Protein modification is a powerful and important tool for the generation of bioconjugates of immense diagnostic and therapeutic utility. Strategies towards achieving efficient, selective, and accessible bioconjugation are widely studied and sought after, particularly for the development of antibody-drug conjugates (ADCs). However, existing approaches towards synthesising ADCs on native antibodies suffer from numerous limitations, resulting in heterogeneous mixtures of unpredictable tolerability, pharmacokinetics, and efficacy.
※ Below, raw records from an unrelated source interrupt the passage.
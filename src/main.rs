use std::{net::SocketAddr, process, sync::Arc};

use storefront_offline::{
    cache::MemoryCacheStorage,
    config::{self, Settings},
    error::AppError,
    infra::{
        clients::ClientRegistry,
        error::InfraError,
        http::{self, GatewayState},
        notifications::NotificationCenter,
        telemetry,
        upstream::UpstreamClient,
    },
    worker::{MemoryActionQueue, OfflineCacheController, Registration, WorkerContext},
};
use tokio::{sync::watch, try_join};
use tracing::{Dispatch, Level, dispatcher, error, info, warn};
use tracing_subscriber::fmt as tracing_fmt;

#[tokio::main]
async fn main() {
    if let Err(error) = run().await {
        report_application_error(&error);
        process::exit(1);
    }
}

fn report_application_error(error: &AppError) {
    if dispatcher::has_been_set() {
        error!(error = %error, "application error");
        return;
    }

    let subscriber = tracing_fmt().with_max_level(Level::ERROR).finish();
    let dispatch = Dispatch::new(subscriber);
    dispatcher::with_default(&dispatch, || {
        error!(error = %error, "application error");
    });
}

async fn run() -> Result<(), AppError> {
    let (cli_args, settings) = config::load_with_cli()?;

    let command = cli_args
        .command
        .unwrap_or(config::Command::Serve(Box::<config::ServeArgs>::default()));

    telemetry::init(&settings.logging)?;

    match command {
        config::Command::Serve(_) => run_serve(settings).await,
        config::Command::Precache(_) => run_precache(settings).await,
    }
}

struct Runtime {
    context: WorkerContext,
    clients: Arc<ClientRegistry>,
    notifications: Arc<NotificationCenter>,
}

fn build_runtime(settings: &Settings) -> Result<Runtime, AppError> {
    let upstream = Arc::new(UpstreamClient::new(&settings.upstream)?);
    let clients = Arc::new(ClientRegistry::with_limits(
        settings.server.tracked_clients,
        settings.server.retained_notifications,
    ));
    let notifications = Arc::new(NotificationCenter::with_limit(
        settings.server.retained_notifications,
    ));

    let context = WorkerContext {
        storage: Arc::new(MemoryCacheStorage::new()),
        network: upstream.clone(),
        clients: clients.clone(),
        notifier: notifications.clone(),
        actions: Arc::new(MemoryActionQueue::new()),
        replayer: upstream,
    };

    Ok(Runtime {
        context,
        clients,
        notifications,
    })
}

async fn run_serve(settings: Settings) -> Result<(), AppError> {
    let runtime = build_runtime(&settings)?;
    let registration = Arc::new(Registration::new(runtime.context));
    let worker_config = Arc::new(settings.worker.clone());

    // The gateway still proxies when the app shell cannot be precached.
    match registration.register(Arc::clone(&worker_config)).await {
        Ok((controller, report)) => info!(
            worker = %controller.id(),
            scope = %worker_config.scope,
            deleted = report.deleted.len(),
            "Offline worker registered"
        ),
        Err(err) => warn!(
            error = %err,
            upstream = %settings.upstream.base_url,
            "Offline worker failed to register; requests pass through"
        ),
    }

    let state = GatewayState {
        registration: Arc::clone(&registration),
        worker_config,
        clients: runtime.clients,
        notifications: runtime.notifications,
        max_body_bytes: settings.server.max_body_bytes.get() as usize,
    };

    let result = serve_http(&settings, state).await;

    match tokio::time::timeout(settings.server.graceful_shutdown, registration.shutdown()).await {
        Ok(settled) => info!(settled, "Pending cache writes settled"),
        Err(_) => warn!(
            timeout_secs = settings.server.graceful_shutdown.as_secs(),
            "Timed out waiting for pending cache writes"
        ),
    }

    result
}

async fn run_precache(settings: Settings) -> Result<(), AppError> {
    let runtime = build_runtime(&settings)?;
    let storage = Arc::clone(&runtime.context.storage);
    let controller = OfflineCacheController::new(Arc::new(settings.worker.clone()), runtime.context);

    controller
        .install()
        .await
        .map_err(|err| AppError::Registration(err.into()))?;

    let entries = storage.len(&settings.worker.static_partition).await?;
    info!(
        upstream = %settings.upstream.base_url,
        partition = %settings.worker.static_partition,
        entries,
        "Precache manifest is servable"
    );
    Ok(())
}

async fn serve_http(settings: &Settings, state: GatewayState) -> Result<(), AppError> {
    let public_router = http::build_public_router(state.clone());
    let admin_router = http::build_admin_router(state);

    let public_listener = tokio::net::TcpListener::bind(settings.server.public_addr)
        .await
        .map_err(|err| AppError::from(InfraError::from(err)))?;
    let admin_listener = tokio::net::TcpListener::bind(settings.server.admin_addr)
        .await
        .map_err(|err| AppError::from(InfraError::from(err)))?;
    info!(
        public = %settings.server.public_addr,
        admin = %settings.server.admin_addr,
        "Listening"
    );

    let (shutdown_tx, shutdown_rx) = watch::channel(false);
    tokio::spawn(async move {
        if let Err(err) = tokio::signal::ctrl_c().await {
            error!(error = %err, "failed to listen for shutdown signal");
            return;
        }
        info!("Shutdown signal received");
        let _ = shutdown_tx.send(true);
    });

    let public_server = axum::serve(
        public_listener,
        public_router.into_make_service_with_connect_info::<SocketAddr>(),
    )
    .with_graceful_shutdown(wait_for_shutdown(shutdown_rx.clone()));
    let admin_server = axum::serve(admin_listener, admin_router.into_make_service())
        .with_graceful_shutdown(wait_for_shutdown(shutdown_rx));

    try_join!(public_server, admin_server)
        .map_err(|err| AppError::unexpected(format!("server error: {err}")))?;

    Ok(())
}

async fn wait_for_shutdown(mut shutdown: watch::Receiver<bool>) {
    while !*shutdown.borrow_and_update() {
        if shutdown.changed().await.is_err() {
            // Signal listener is gone; keep serving.
            std::future::pending::<()>().await;
        }
    }
}
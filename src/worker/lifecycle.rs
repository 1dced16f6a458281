//! Worker version lifecycle.
//!
//! ```text
//! Registering -> Installing -> Installed -> Activating -> Active
//!                     |            |             |          |
//!                     +------------+-------------+----------+--> Redundant
//! ```

use std::fmt;
use std::sync::RwLock;

use serde::Serialize;
use thiserror::Error;
use tracing::debug;

use crate::cache::{rw_read, rw_write};

const SOURCE: &str = "worker::lifecycle";

#[derive(Debug, Clone, Copy, PartialEq, Eq, Serialize)]
#[serde(rename_all = "snake_case")]
pub enum WorkerState {
    Registering,
    Installing,
    /// Installed and waiting to take over.
    Installed,
    Activating,
    Active,
    /// Failed to install, or superseded by a newer version.
    Redundant,
}

impl WorkerState {
    pub fn as_str(self) -> &'static str {
        match self {
            Self::Registering => "registering",
            Self::Installing => "installing",
            Self::Installed => "installed",
            Self::Activating => "activating",
            Self::Active => "active",
            Self::Redundant => "redundant",
        }
    }

    pub fn can_transition_to(self, next: WorkerState) -> bool {
        use WorkerState::*;

        matches!(
            (self, next),
            (Registering, Installing)
                | (Installing, Installed)
                | (Installed, Activating)
                | (Activating, Active)
                | (Installing | Installed | Activating | Active, Redundant)
        )
    }
}

impl fmt::Display for WorkerState {
    fn fmt(&self, f: &mut fmt::Formatter<'_>) -> fmt::Result {
        f.write_str(self.as_str())
    }
}

#[derive(Debug, Clone, Copy, PartialEq, Eq, Error)]
#[error("illegal worker transition from `{from}` to `{to}`")]
pub struct LifecycleError {
    pub from: WorkerState,
    pub to: WorkerState,
}

/// State holder for one worker version.
#[derive(Debug)]
pub struct Lifecycle {
    state: RwLock<WorkerState>,
}

impl Lifecycle {
    pub fn new() -> Self {
        Self {
            state: RwLock::new(WorkerState::Registering),
        }
    }

    pub fn state(&self) -> WorkerState {
        *rw_read(&self.state, SOURCE, "state")
    }

    /// Move to `next`, returning the previous state.
    pub fn advance(&self, next: WorkerState) -> Result<WorkerState, LifecycleError> {
        let mut state = rw_write(&self.state, SOURCE, "advance");
        let from = *state;
        if !from.can_transition_to(next) {
            return Err(LifecycleError { from, to: next });
        }
        *state = next;
        debug!(from = %from, to = %next, "Worker state changed");
        Ok(from)
    }
}

impl Default for Lifecycle {
    fn default() -> Self {
        Self::new()
    }
}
Whilst engineering antibodies can overcome some of these limitations, these technologies are expensive, time-consuming, and complex.

The cysteine-to-lysine transfer (CLT) approach enables an accessible way of synthesising homogeneous ADCs, modified site-selectively at lysine residues to generate stable amide products. This strategy utilises cysteine residues as initial ligating hooks before an acyl transfer enables modification of proximal lysine residues. Whilst CLT enables site-selective lysine conjugation on off-the-shelf antibodies utilising easily accessible alkyl thioesters, currently, it is a time-consuming process, and competing hydrolysis inhibits quantitative product formation.

This work concerns the development of the next generation of CLT reagents. To enable CLT to become a more widely accessible strategy, chemical synthesis is conducted to develop several novel reagents with unique reactivity. Electron-deficient thioesters were developed to improve thioester reactivity, and these represent the fastest currently available reagents for CLT. Of particular interest is a tetrazine thioester that demonstrates rapid reactivity and click chemistry on N-terminal cysteine, with complete modification observed within minutes. Additionally, a plethora of carbonyl-related functional groups were investigated for their potential as Fab and protein modification reagents. These studies represent the first attempt of the exploration of many of these functional groups for stable and controlled antibody modification, and some particularly promising and useful chemistry is demonstrated. Finally, early works into the expansion of thioesters is discussed, involving dual-reactive thioester reagents that offer two sites of protein reactivity.